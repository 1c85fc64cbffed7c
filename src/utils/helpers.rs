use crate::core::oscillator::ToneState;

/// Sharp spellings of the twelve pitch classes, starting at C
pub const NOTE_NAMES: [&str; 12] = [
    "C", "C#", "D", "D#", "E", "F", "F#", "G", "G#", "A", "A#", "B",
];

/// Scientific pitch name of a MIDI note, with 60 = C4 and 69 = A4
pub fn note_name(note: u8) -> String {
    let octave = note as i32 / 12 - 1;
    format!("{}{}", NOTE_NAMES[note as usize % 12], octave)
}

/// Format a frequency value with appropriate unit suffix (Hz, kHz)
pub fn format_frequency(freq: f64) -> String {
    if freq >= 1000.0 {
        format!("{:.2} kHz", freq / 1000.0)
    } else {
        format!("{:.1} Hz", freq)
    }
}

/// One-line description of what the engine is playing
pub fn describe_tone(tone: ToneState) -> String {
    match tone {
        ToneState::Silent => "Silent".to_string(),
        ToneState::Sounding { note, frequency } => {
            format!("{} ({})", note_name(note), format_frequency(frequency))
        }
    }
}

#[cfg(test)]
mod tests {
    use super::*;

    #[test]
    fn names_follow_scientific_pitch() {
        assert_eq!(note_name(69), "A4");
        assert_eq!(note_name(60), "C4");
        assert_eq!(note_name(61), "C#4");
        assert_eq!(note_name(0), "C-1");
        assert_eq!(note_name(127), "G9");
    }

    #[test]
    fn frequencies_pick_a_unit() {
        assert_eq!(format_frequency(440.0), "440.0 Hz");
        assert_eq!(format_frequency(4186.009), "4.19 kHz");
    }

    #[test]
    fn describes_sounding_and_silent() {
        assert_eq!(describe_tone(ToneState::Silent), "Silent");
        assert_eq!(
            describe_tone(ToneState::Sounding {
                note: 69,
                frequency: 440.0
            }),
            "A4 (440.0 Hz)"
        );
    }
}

══════

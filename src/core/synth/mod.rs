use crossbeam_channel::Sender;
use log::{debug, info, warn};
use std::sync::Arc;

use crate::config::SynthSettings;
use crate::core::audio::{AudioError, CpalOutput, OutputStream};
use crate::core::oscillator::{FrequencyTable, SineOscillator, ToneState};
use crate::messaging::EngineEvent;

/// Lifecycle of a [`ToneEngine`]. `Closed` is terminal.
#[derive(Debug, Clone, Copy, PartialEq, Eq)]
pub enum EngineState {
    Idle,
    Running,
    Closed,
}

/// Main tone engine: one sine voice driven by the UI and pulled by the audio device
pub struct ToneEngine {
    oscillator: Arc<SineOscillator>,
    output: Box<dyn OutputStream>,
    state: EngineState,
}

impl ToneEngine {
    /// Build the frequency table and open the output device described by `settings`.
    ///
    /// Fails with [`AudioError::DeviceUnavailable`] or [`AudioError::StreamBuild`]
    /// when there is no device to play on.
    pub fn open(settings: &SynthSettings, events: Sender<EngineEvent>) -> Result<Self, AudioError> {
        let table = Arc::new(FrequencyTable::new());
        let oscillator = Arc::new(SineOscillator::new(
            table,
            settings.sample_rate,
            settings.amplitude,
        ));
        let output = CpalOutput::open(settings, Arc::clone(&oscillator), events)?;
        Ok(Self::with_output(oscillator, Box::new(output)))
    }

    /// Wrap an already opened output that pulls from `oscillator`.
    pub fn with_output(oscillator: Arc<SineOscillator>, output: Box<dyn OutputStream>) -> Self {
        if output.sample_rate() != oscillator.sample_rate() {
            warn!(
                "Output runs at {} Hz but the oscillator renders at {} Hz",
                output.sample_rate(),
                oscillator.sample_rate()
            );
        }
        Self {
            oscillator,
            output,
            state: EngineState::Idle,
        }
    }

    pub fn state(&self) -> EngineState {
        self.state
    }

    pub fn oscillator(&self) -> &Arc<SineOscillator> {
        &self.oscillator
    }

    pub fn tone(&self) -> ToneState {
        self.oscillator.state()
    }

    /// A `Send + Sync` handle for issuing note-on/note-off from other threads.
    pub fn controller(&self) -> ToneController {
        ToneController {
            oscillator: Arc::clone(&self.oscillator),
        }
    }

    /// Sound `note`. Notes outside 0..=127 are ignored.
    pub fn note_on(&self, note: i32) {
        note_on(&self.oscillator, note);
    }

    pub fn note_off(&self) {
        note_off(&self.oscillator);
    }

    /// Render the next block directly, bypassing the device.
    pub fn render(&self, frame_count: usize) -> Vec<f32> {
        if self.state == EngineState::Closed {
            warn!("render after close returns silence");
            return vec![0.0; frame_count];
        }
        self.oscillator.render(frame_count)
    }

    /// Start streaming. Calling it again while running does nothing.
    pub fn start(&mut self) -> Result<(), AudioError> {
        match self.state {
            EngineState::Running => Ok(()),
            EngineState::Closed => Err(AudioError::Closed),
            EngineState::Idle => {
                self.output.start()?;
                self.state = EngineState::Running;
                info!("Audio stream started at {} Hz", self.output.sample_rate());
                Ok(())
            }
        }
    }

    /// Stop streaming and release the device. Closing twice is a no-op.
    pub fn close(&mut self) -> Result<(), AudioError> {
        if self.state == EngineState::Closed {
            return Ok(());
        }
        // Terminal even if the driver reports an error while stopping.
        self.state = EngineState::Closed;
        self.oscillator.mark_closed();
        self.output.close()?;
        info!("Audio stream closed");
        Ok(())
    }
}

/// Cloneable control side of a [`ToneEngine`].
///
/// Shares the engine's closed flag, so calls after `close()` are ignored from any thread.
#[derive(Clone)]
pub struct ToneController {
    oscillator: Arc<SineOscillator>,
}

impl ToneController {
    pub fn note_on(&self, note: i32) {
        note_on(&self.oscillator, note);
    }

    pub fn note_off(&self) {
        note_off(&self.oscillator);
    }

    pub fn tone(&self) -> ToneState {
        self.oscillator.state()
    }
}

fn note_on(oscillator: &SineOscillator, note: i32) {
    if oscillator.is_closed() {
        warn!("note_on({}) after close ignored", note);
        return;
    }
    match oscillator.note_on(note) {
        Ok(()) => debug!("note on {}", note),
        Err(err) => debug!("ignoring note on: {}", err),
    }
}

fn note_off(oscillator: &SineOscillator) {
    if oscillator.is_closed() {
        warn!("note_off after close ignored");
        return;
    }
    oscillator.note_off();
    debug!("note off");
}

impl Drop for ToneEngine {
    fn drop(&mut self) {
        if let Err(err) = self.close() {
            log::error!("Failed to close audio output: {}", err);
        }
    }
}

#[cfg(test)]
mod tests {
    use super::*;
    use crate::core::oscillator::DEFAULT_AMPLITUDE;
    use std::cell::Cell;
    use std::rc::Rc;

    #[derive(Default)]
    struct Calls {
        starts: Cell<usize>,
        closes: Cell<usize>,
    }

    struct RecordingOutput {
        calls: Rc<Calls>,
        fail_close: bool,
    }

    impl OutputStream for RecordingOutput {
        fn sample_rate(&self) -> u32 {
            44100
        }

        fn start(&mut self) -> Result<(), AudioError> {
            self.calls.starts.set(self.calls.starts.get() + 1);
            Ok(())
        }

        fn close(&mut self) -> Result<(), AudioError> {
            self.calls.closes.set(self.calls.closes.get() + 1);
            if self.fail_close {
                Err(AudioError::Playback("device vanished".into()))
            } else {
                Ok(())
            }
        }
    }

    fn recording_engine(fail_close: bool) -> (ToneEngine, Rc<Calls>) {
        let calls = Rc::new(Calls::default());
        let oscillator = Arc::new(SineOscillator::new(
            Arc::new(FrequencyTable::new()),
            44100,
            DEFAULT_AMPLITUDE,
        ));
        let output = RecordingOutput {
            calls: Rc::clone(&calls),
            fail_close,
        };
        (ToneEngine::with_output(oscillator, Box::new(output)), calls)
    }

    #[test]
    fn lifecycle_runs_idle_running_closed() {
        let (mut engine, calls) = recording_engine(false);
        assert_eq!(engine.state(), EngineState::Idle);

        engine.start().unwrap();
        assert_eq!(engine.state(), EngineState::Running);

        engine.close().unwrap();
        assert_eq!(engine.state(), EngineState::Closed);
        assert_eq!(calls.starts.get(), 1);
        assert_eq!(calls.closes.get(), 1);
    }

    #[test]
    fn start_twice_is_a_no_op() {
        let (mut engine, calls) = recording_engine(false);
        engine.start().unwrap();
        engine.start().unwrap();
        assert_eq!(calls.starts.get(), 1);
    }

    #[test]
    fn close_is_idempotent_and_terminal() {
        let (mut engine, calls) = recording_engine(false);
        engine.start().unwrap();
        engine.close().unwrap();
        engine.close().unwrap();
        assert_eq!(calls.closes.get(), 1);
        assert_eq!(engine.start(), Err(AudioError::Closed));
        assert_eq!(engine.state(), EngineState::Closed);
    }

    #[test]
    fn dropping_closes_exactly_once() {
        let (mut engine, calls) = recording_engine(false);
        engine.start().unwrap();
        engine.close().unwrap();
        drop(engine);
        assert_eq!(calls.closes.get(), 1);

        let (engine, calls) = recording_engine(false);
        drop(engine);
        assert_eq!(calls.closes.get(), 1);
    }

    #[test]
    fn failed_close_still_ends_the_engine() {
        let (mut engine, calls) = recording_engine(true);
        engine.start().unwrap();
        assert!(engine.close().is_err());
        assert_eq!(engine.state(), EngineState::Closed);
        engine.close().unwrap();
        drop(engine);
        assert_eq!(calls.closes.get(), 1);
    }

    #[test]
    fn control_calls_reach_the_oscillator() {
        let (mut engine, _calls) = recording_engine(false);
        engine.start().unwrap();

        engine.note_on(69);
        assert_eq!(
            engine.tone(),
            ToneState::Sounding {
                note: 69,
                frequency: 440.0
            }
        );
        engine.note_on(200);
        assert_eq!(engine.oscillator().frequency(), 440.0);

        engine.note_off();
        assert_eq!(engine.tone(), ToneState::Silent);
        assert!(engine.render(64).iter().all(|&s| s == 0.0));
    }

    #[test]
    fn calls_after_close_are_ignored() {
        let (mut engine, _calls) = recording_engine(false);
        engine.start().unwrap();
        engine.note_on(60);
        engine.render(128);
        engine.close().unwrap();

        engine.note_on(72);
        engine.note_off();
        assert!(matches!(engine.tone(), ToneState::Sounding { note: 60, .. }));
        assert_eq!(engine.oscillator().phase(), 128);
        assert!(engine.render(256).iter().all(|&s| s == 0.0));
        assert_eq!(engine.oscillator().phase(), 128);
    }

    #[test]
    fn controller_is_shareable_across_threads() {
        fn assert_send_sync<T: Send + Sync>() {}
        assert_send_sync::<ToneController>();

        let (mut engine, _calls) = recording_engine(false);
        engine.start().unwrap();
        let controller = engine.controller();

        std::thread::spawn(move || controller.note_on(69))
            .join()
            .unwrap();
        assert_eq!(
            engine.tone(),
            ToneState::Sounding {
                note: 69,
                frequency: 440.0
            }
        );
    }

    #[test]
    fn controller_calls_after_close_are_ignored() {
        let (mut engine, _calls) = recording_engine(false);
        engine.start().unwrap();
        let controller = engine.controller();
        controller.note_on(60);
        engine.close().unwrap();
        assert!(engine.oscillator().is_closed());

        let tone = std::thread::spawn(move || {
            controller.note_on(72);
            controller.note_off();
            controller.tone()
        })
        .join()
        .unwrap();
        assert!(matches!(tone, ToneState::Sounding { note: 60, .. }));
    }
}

══════

What is required:
From the entries above, extract each line containing "filename".

Output of the exercise:
filename src/utils/helpers.rs
filename src/core/synth/mod.rs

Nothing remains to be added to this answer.